I Promised to Show You How I Built an SOP with AI. Here's Why I Can't.

What's an SOP?

A Standard Operating Procedure (SOP) is a step-by-step document that shows exactly how to complete a task. Think "click here, then click there" with screenshots. They're essential for training staff, maintaining consistency, and not having to explain the same thing fifty times.

A few weeks ago I was on a legal podcast talking about AI tools. I mentioned that I'd just used Claude to generate a complete SOP with screenshots. Privacy settings verification for Claude.ai. Five minutes. Done.

The host was interested. I said I'd record a video showing how I did it.

Then I tried to actually do that.

What Actually Happened

The SOP worked. It really did. Here's roughly what I asked:

"Create an SOP document for checking my privacy settings in Claude.ai. Use Playwright MCP to go through the process of confirming my privacy settings. Make sure my information is not being saved or used for training their models. As you go through the process, take screenshots to be included in the SOP document. Output should be in markdown."
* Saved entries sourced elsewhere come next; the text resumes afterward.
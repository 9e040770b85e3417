use std::sync::Arc;

use api::{AnswerSubmission, PracticeApi};
use tracing::{debug, info, warn};
use vocab_core::Clock;
use vocab_core::model::{ItemId, Session, SessionId};

use super::runner::{AnswerInput, PracticeRunner, SubmitOutcome};
use super::store::RunnerStore;
use crate::error::PracticeError;

/// Where a submission left the runner.
#[derive(Debug, Clone, PartialEq)]
pub struct SubmitReport {
    pub outcome: SubmitOutcome,
    pub runner: PracticeRunner,
}

/// Drives practice sessions against the API, keeping runner state in a store.
#[derive(Clone, Debug, Default)]
pub struct PracticeLoopService {
    clock: Clock,
    store: Arc<RunnerStore>,
}

impl PracticeLoopService {
    #[must_use]
    pub fn new(clock: Clock) -> Self {
        Self {
            clock,
            store: Arc::new(RunnerStore::new()),
        }
    }

    #[must_use]
    pub fn with_store(mut self, store: Arc<RunnerStore>) -> Self {
        self.store = store;
        self
    }

    #[must_use]
    pub fn store(&self) -> &RunnerStore {
        &self.store
    }

    /// Fetch the session and merge it into the stored runner.
    ///
    /// # Errors
    ///
    /// Returns `PracticeError::Api` when the session cannot be loaded.
    pub async fn load(
        &self,
        api: &dyn PracticeApi,
        id: &SessionId,
    ) -> Result<PracticeRunner, PracticeError> {
        let session = api.session(id).await?;
        debug!(session = %id, items = session.items().len(), "practice session loaded");
        Ok(self.sync(session))
    }

    /// Merge `session` into the store. Finished sessions are dropped from the
    /// store and returned unstored.
    fn sync(&self, session: Session) -> PracticeRunner {
        let id = session.id.clone();
        let clock = self.clock;
        if !session.is_active() {
            return match self.store.remove(&id) {
                Some(mut runner) => {
                    runner.sync(session);
                    runner
                }
                None => PracticeRunner::new(session, &clock),
            };
        }
        let fresh = session.clone();
        self.store.upsert(
            &id,
            move || PracticeRunner::new(fresh, &clock),
            move |runner| runner.sync(session),
        )
    }

    async fn runner(
        &self,
        api: &dyn PracticeApi,
        id: &SessionId,
    ) -> Result<PracticeRunner, PracticeError> {
        match self.store.snapshot(id) {
            Some(runner) => Ok(runner),
            None => self.load(api, id).await,
        }
    }

    /// Validate and submit an answer for `item`.
    ///
    /// Local validation failures never reach the API; they are returned and
    /// also kept on the runner for display. API refusals are recorded on the
    /// runner and reported as [`SubmitOutcome::Failed`].
    ///
    /// # Errors
    ///
    /// Returns `PracticeError` for validation failures, an inactive session,
    /// and authentication failures from the API.
    pub async fn submit(
        &self,
        api: &dyn PracticeApi,
        id: &SessionId,
        item: &ItemId,
        input: AnswerInput,
    ) -> Result<SubmitReport, PracticeError> {
        let runner = self.runner(api, id).await?;
        if !runner.session().is_active() {
            return Err(PracticeError::NotActive);
        }

        let pending = self
            .store
            .update(id, |runner| runner.begin_submit(item, input, &self.clock))
            .ok_or(PracticeError::MissingSession)??;

        let mut guard = InFlightGuard {
            store: &self.store,
            session: id,
            item: &pending.item_id,
            armed: true,
        };
        let submission = AnswerSubmission::new(pending.answer, pending.time_ms);
        let response = api.submit_answer(id, &pending.item_id, &submission).await;
        guard.armed = false;

        let (verdict, auth_failure) = match response {
            Ok(result) => (Ok(result), None),
            Err(err) => {
                warn!(session = %id, item = %pending.item_id, error = %err, "answer submission failed");
                let message = err.message();
                let auth = err.is_auth_failure().then_some(err);
                (Err(message), auth)
            }
        };

        let outcome = self
            .store
            .update(id, |runner| {
                runner.finish_submit(&pending.item_id, verdict, &self.clock)
            })
            .ok_or(PracticeError::MissingSession)?;
        if let Some(err) = auth_failure {
            return Err(err.into());
        }

        if outcome == SubmitOutcome::Finished {
            info!(session = %id, "last practice item answered");
            match self.load(api, id).await {
                Ok(runner) => return Ok(SubmitReport { outcome, runner }),
                Err(err) => {
                    warn!(session = %id, error = %err, "could not refresh finished session");
                }
            }
        }

        let runner = self
            .store
            .snapshot(id)
            .ok_or(PracticeError::MissingSession)?;
        Ok(SubmitReport { outcome, runner })
    }

    /// Move `runner` to `index`, through the store when it holds the session.
    #[must_use]
    pub fn go_to(&self, mut runner: PracticeRunner, index: usize) -> PracticeRunner {
        let stored = self.store.update(runner.session_id(), |stored| {
            stored.go_to(index, &self.clock);
            stored.clone()
        });
        stored.unwrap_or_else(|| {
            runner.go_to(index, &self.clock);
            runner
        })
    }

    /// Start (or resume) today's session and keep a runner for it.
    ///
    /// # Errors
    ///
    /// Returns `PracticeError::MissingSession` when the API answers without a
    /// session, or `PracticeError::Api` when the call fails.
    pub async fn start_daily(&self, api: &dyn PracticeApi) -> Result<Session, PracticeError> {
        let session = api
            .start_daily_session()
            .await?
            .ok_or(PracticeError::MissingSession)?;
        info!(session = %session.id, items = session.items().len(), "daily session started");
        self.sync(session.clone());
        Ok(session)
    }

    /// # Errors
    ///
    /// Returns `PracticeError::NotActive` unless the session is active, or
    /// `PracticeError::Api` when the call fails.
    pub async fn complete(
        &self,
        api: &dyn PracticeApi,
        id: &SessionId,
    ) -> Result<PracticeRunner, PracticeError> {
        self.ensure_active(api, id).await?;
        let returned = api.complete_session(id).await?;
        info!(session = %id, "practice session completed");
        self.refresh(api, id, returned).await
    }

    /// # Errors
    ///
    /// Returns `PracticeError::NotActive` unless the session is active, or
    /// `PracticeError::Api` when the call fails.
    pub async fn abandon(
        &self,
        api: &dyn PracticeApi,
        id: &SessionId,
    ) -> Result<PracticeRunner, PracticeError> {
        self.ensure_active(api, id).await?;
        let returned = api.abandon_session(id).await?;
        info!(session = %id, "practice session abandoned");
        self.refresh(api, id, returned).await
    }

    async fn ensure_active(
        &self,
        api: &dyn PracticeApi,
        id: &SessionId,
    ) -> Result<(), PracticeError> {
        let runner = self.load(api, id).await?;
        if runner.session().is_active() {
            Ok(())
        } else {
            Err(PracticeError::NotActive)
        }
    }

    /// Prefer the session the mutation returned; re-fetch on 204.
    async fn refresh(
        &self,
        api: &dyn PracticeApi,
        id: &SessionId,
        returned: Option<Session>,
    ) -> Result<PracticeRunner, PracticeError> {
        match returned.filter(|session| session.id == *id && !session.items().is_empty()) {
            Some(session) => Ok(self.sync(session)),
            None => self.load(api, id).await,
        }
    }
}

/// Releases the in-flight flag if a submission is dropped before the API
/// answered.
struct InFlightGuard<'a> {
    store: &'a RunnerStore,
    session: &'a SessionId,
    item: &'a ItemId,
    armed: bool,
}

impl Drop for InFlightGuard<'_> {
    fn drop(&mut self) {
        if !self.armed {
            return;
        }
        warn!(session = %self.session, item = %self.item, "answer submission abandoned");
        self.store
            .update(self.session, |runner| runner.cancel_submit(self.item));
    }
}
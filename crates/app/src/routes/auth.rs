use std::collections::HashMap;

use api::{LoginRequest, RegisterRequest};
use axum::extract::{Form, Query, State};
use axum::response::{Html, IntoResponse, Redirect, Response};
use axum_extra::extract::cookie::CookieJar;
use serde::Deserialize;
use tracing::{info, warn};
use ui::render_page;
use ui::views::{LoginPage, LoginPageProps, RegisterPage, RegisterPageProps};

use crate::auth::{credentials, sign_in, sign_out};
use crate::flash::{flash_from, with_error, with_notice};
use crate::state::AppState;

#[derive(Debug, Default, Deserialize)]
#[serde(default)]
pub struct LoginForm {
    email: String,
    password: String,
}

#[derive(Debug, Default, Deserialize)]
#[serde(rename_all = "camelCase", default)]
pub struct RegisterForm {
    email: String,
    password: String,
    display_name: String,
}

fn back_to(path: &str, email: &str, message: &str) -> Redirect {
    let path = if email.is_empty() {
        path.to_string()
    } else {
        format!("{path}?email={}", urlencoding::encode(email))
    };
    Redirect::to(&with_error(&path, message))
}

pub async fn home(jar: CookieJar) -> Redirect {
    if credentials(&jar).is_some() {
        Redirect::to("/dashboard")
    } else {
        Redirect::to("/login")
    }
}

pub async fn login_page(Query(params): Query<HashMap<String, String>>) -> Html<String> {
    Html(render_page(
        LoginPage,
        LoginPageProps {
            flash: flash_from(&params),
            email: params.get("email").cloned().unwrap_or_default(),
        },
    ))
}

pub async fn login(
    State(state): State<AppState>,
    jar: CookieJar,
    Form(form): Form<LoginForm>,
) -> Response {
    let email = form.email.trim().to_string();
    if email.is_empty() || form.password.is_empty() {
        return back_to("/login", &email, "Enter your email and password.").into_response();
    }

    let request = LoginRequest {
        email: email.clone(),
        password: form.password,
    };
    let response = match state.api.login(&request).await {
        Ok(response) => response,
        Err(err) => {
            warn!(error = %err, "sign-in failed");
            return back_to("/login", &email, &err.message()).into_response();
        }
    };
    let Some(creds) = response.credentials() else {
        return back_to("/login", &email, "The server did not return an access token.")
            .into_response();
    };

    info!(admin = response.is_admin(), "user signed in");
    let target = if response.is_admin() { "/admin" } else { "/dashboard" };
    (sign_in(jar, &creds, state.secure_cookies), Redirect::to(target)).into_response()
}

pub async fn register_page(Query(params): Query<HashMap<String, String>>) -> Html<String> {
    Html(render_page(
        RegisterPage,
        RegisterPageProps {
            flash: flash_from(&params),
            email: params.get("email").cloned().unwrap_or_default(),
            display_name: params.get("displayName").cloned().unwrap_or_default(),
        },
    ))
}

pub async fn register(State(state): State<AppState>, Form(form): Form<RegisterForm>) -> Redirect {
    let request = RegisterRequest {
        email: form.email.trim().to_string(),
        password: form.password,
        display_name: form.display_name.trim().to_string(),
    };
    if request.email.is_empty() || request.password.is_empty() || request.display_name.is_empty() {
        return back_to("/register", &request.email, "Fill in every field.");
    }

    match state.api.register(&request).await {
        Ok(()) => {
            info!("account registered");
            Redirect::to(&with_notice("/login", "Account created. Sign in to continue."))
        }
        Err(err) => back_to("/register", &request.email, &err.message()),
    }
}

pub async fn logout(jar: CookieJar) -> impl IntoResponse {
    (
        sign_out(jar),
        Redirect::to(&with_notice("/login", "You have been signed out.")),
    )
}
That's it. A proof-of-concept prompt I threw together without much thought.

The result? An 8-page document with screenshots, step-by-step instructions, a FAQ section, compliance notes. Ready for distribution to a team that's never touched Claude before.

Download the actual SOP (PDF) to see what AI-generated documentation can look like when it works. (And if you want to check your own privacy settings on Claude or any other AI platform, here's a step-by-step guide for all major platforms.)

But when I sat down to record the video, to show other people how to do this, the cracks appeared.

The method required:

Browser automation through Chrome DevTools Protocol
JavaScript helpers for navigating React applications
Manual intervention when authentication walls appeared
Coding knowledge to troubleshoot when things broke

Each of those bullet points is a dealbreaker for most people reading this.

The Reproducibility Problem

Here's what nobody talks about when they demo AI capabilities: the gap between "I did it" and "you can do it too."

The first time I built the SOP, once I found the right tools, it was fairly straightforward. Technical, yes, but manageable. When I tried to reproduce it for the video? Problems I never hit the first time. Different errors. Different behavior.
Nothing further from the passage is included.